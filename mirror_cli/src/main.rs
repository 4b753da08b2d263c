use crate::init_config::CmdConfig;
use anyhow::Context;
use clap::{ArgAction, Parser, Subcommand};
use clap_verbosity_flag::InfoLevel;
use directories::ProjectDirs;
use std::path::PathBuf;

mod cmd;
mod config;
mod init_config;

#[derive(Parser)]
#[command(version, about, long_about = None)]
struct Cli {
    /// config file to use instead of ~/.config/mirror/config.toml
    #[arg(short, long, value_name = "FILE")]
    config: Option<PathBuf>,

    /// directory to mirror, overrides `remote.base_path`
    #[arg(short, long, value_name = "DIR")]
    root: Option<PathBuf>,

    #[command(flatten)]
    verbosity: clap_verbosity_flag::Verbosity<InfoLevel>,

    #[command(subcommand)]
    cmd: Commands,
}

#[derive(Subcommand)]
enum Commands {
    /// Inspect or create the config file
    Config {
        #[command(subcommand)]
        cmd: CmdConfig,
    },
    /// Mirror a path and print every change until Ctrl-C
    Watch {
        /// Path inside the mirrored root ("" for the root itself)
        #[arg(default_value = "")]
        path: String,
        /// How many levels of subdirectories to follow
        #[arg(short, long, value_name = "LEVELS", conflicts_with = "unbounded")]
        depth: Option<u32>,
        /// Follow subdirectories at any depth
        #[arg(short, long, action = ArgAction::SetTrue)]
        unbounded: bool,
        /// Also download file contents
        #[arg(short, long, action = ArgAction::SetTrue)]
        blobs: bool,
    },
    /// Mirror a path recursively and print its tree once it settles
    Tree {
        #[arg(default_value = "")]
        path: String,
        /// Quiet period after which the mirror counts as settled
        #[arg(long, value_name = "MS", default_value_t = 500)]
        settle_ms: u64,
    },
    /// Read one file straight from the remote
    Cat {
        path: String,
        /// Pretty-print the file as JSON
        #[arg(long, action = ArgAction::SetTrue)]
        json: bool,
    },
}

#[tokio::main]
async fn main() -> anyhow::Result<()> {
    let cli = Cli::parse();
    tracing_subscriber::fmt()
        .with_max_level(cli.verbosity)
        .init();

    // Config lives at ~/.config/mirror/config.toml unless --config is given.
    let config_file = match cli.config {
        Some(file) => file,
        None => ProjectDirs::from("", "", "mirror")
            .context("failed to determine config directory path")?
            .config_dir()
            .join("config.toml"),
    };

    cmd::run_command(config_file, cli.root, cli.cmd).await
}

★ ★ ★ ★

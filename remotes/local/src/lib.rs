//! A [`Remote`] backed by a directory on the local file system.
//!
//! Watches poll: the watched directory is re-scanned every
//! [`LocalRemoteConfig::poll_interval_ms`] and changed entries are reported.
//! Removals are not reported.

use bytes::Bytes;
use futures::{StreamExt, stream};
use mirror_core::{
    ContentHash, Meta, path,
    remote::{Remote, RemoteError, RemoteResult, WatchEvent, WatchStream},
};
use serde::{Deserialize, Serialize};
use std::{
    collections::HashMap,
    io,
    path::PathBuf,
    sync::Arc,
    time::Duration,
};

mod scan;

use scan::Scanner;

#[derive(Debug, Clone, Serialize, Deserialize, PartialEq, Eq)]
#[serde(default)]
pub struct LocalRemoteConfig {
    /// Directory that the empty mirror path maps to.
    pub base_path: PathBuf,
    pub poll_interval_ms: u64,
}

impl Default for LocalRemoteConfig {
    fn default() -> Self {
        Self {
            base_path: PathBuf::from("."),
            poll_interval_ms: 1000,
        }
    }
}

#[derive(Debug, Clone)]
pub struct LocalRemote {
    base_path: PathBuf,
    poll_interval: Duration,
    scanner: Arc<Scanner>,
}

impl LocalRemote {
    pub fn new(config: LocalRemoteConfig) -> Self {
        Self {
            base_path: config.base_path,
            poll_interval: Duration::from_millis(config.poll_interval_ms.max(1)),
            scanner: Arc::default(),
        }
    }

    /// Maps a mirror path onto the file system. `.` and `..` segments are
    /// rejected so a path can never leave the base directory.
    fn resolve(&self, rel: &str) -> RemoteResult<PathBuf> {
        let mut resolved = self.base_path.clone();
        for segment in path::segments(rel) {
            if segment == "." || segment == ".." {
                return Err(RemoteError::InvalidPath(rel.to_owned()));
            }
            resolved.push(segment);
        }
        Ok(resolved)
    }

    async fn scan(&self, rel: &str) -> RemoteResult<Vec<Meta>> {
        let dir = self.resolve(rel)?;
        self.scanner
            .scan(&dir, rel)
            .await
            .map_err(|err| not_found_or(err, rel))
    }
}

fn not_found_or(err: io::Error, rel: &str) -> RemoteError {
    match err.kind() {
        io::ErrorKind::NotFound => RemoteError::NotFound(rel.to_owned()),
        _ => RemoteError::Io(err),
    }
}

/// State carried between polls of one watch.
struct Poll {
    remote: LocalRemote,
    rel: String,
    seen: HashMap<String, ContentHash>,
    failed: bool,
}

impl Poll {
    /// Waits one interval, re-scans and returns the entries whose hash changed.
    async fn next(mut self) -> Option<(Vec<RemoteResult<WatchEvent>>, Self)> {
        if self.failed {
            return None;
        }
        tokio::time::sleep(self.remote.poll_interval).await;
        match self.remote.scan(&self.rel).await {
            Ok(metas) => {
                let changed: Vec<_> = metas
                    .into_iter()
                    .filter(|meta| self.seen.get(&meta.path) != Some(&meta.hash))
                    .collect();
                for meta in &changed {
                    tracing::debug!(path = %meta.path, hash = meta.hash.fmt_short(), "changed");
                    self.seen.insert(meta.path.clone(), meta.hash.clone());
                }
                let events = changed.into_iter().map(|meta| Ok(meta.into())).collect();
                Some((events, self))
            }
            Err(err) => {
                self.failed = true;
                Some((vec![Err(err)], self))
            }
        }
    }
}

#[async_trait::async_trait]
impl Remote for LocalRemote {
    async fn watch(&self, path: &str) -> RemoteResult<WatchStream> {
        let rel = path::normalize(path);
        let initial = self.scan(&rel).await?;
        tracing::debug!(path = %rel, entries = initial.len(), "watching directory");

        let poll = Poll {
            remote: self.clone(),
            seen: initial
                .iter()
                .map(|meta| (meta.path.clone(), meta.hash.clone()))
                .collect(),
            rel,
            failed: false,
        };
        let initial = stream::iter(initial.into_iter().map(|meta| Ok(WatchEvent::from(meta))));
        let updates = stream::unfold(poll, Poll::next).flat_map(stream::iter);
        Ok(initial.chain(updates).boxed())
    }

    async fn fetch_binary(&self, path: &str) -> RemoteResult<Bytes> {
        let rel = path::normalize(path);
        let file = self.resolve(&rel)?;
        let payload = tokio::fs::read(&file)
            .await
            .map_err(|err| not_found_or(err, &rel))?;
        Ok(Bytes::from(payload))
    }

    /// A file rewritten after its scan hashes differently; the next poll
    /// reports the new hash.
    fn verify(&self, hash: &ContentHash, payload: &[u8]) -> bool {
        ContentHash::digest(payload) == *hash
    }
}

★ ★ ★ ★

◆ **Exercise details**: Both end lines included, restate word for word the lines above from the line with "#[arg(long, action = ArgAction::SetTrue)]" to the line with "--config is given.", and nothing else.

◆ **Output for this task**:
        #[arg(long, action = ArgAction::SetTrue)]
        json: bool,
    },
}

#[tokio::main]
async fn main() -> anyhow::Result<()> {
    let cli = Cli::parse();
    tracing_subscriber::fmt()
        .with_max_level(cli.verbosity)
        .init();

    // Config lives at ~/.config/mirror/config.toml unless --config is given.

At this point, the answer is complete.